SERRA IA ABRIR A BOCA para protestar contra aquelas ideias do hoog, estapafúrdias de tão acertadas, mas teve de a fechar, porque Meneres resolveu escolher aquele mesmo instante para se levantar do seu lugar e dirigir-se ao púlpito, quebrando todas as regras protocolares. Chegou-se ao presidente demissionário, agarrou-o por um cotovelo (mantendo no rosto um sorriso simpático, para consumo da assistência) e murmurou-lhe qualquer coisa ao ouvido. O já quase vice-presidente, interrompido no meio de mais uma frase de grande efeito (embora, segundo o extraterrestre, vazia de informação), franziu o sobrolho com irritação, ainda esboçou uma tentativa de sacudir a mão do outro de cima de si mas, vendo que não conseguiria fazê-lo sem armar escândalo, acabou por aceder à insistência do seu futuro substituto, dizendo para o microfone:
— Caros amigos e compatriotas, um acontecimento imprevisto exige que deixe por alguns momentos a vossa companhia a fim de trocar impressões com o candidato Meneres. É só um momento. Volto já.
Depois daquilo, na assistência passou a reinar a cotovelada, sendo os dorminhocos as suas vítimas privilegiadas. Acordava-se bruscamente, esfregando as zonas atingidas pelos cotovelos dos vizinhos, soltando hãs, bravos ou ais, ou estrebuchando em rápidos aplausos que morriam, estrangulados, assim que a sua falta de propriedade era compreendida. Lá mais para trás, os poucos representantes do povo anónimo que ainda teimavam em não se ir embora conversavam em voz alta, fazendo uma barulheira totalmente desproporcionada, um bruá contínuo interrompido de vez em quando por gargalhadas.

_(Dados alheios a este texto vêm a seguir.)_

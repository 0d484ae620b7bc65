//! Routes raw updates to the relay or the chat responder

use tracing::{debug, warn};

use crate::chat::ChatResponder;
use crate::core::models::RelayReport;
use crate::relay::pipeline::RelayPipeline;
use crate::telegram::types::{Message, Update};

/// What happened to an update
#[derive(Debug, Clone, PartialEq, Eq)]
pub enum Routed {
    Relay(RelayReport),
    Chat,
    Ignored,
}

#[derive(Clone)]
pub struct UpdateRouter {
    pipeline: RelayPipeline,
    chat: Option<ChatResponder>,
    source_feed_id: i64,
}

impl UpdateRouter {
    pub fn new(pipeline: RelayPipeline, chat: Option<ChatResponder>, source_feed_id: i64) -> Self {
        Self {
            pipeline,
            chat,
            source_feed_id,
        }
    }

    pub async fn handle(&self, update: &Update) -> Routed {
        if let Some(post) = &update.channel_post {
            return Routed::Relay(self.pipeline.process(&post.to_post()).await);
        }

        if let Some(message) = &update.message {
            // A group can be the source feed too
            if message.chat_id() == self.source_feed_id {
                return Routed::Relay(self.pipeline.process(&message.to_post()).await);
            }

            if message.is_private() {
                if let Some(chat) = &self.chat {
                    return self.answer(chat, message).await;
                }
            }
        }

        debug!(update_id = update.update_id, "Ignoring update");
        Routed::Ignored
    }

    async fn answer(&self, chat: &ChatResponder, message: &Message) -> Routed {
        let Some(text) = message.text.as_deref() else {
            return Routed::Ignored;
        };

        if let Err(e) = chat
            .respond(message.chat_id(), message.message_id, text, message.command())
            .await
        {
            warn!(chat_id = message.chat_id(), "Failed to reply: {}", e);
        }
        Routed::Chat
    }
}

No palco, os presidentes, o actual e o futuro, cochichavam de forma cada vez mais acalorada, distribuindo olhares por todo o lado e gesticulando com crescente amplitude. Tudo indicava que iriam começar a ouvir-se as palavras muito em breve, pelo menos na zona do palco onde estava o grupo do ET. E, de facto, pouco depois ouviu-se o Meneres:
— Eu não deixarei! Isto já foi longe de mais!
— Não me diga que está assim com tanta pressa para se ver na minha cadeira, Meneres, que nem sequer pode esperar uns momentos...
— Uns momentos?! Você está aí a falar há muito mais de uma hora!
— Uma hora? Está louco! Falo há alguns minutos, apenas, só o tempo indispensável para dizer o que tenho a dizer ao...
— Mas você ainda não disse nada! Nada! Tem estado todo o tempo a despejar uma torrente de palavras sem pés nem cabeça...
— Isso é o que você diz. Eu...
— Não, não é o que eu digo: é o que todos dizemos — Meneres já gritava. — Olhe para os outros! Vá, olhe!
O presidente olhou. E o que viu foi uma fila de caras viradas para si, com os lábios apertados e abanando para cima e para baixo. Por baixo dessas caras, em frente aos casacos de napa, nylon e terylene, algumas mãos faziam gestos de impaciência e de impotência, enquanto que as outras se cruzavam em reprovação, levando por vezes os braços com elas. Mais para baixo ainda, pés calçados com luxuosos (ou nem tanto) sapatos de ténis estremeciam em tiques nervosos, fazendo farfalhar as respectivas pernas de encontro às calças de tecido impermeável.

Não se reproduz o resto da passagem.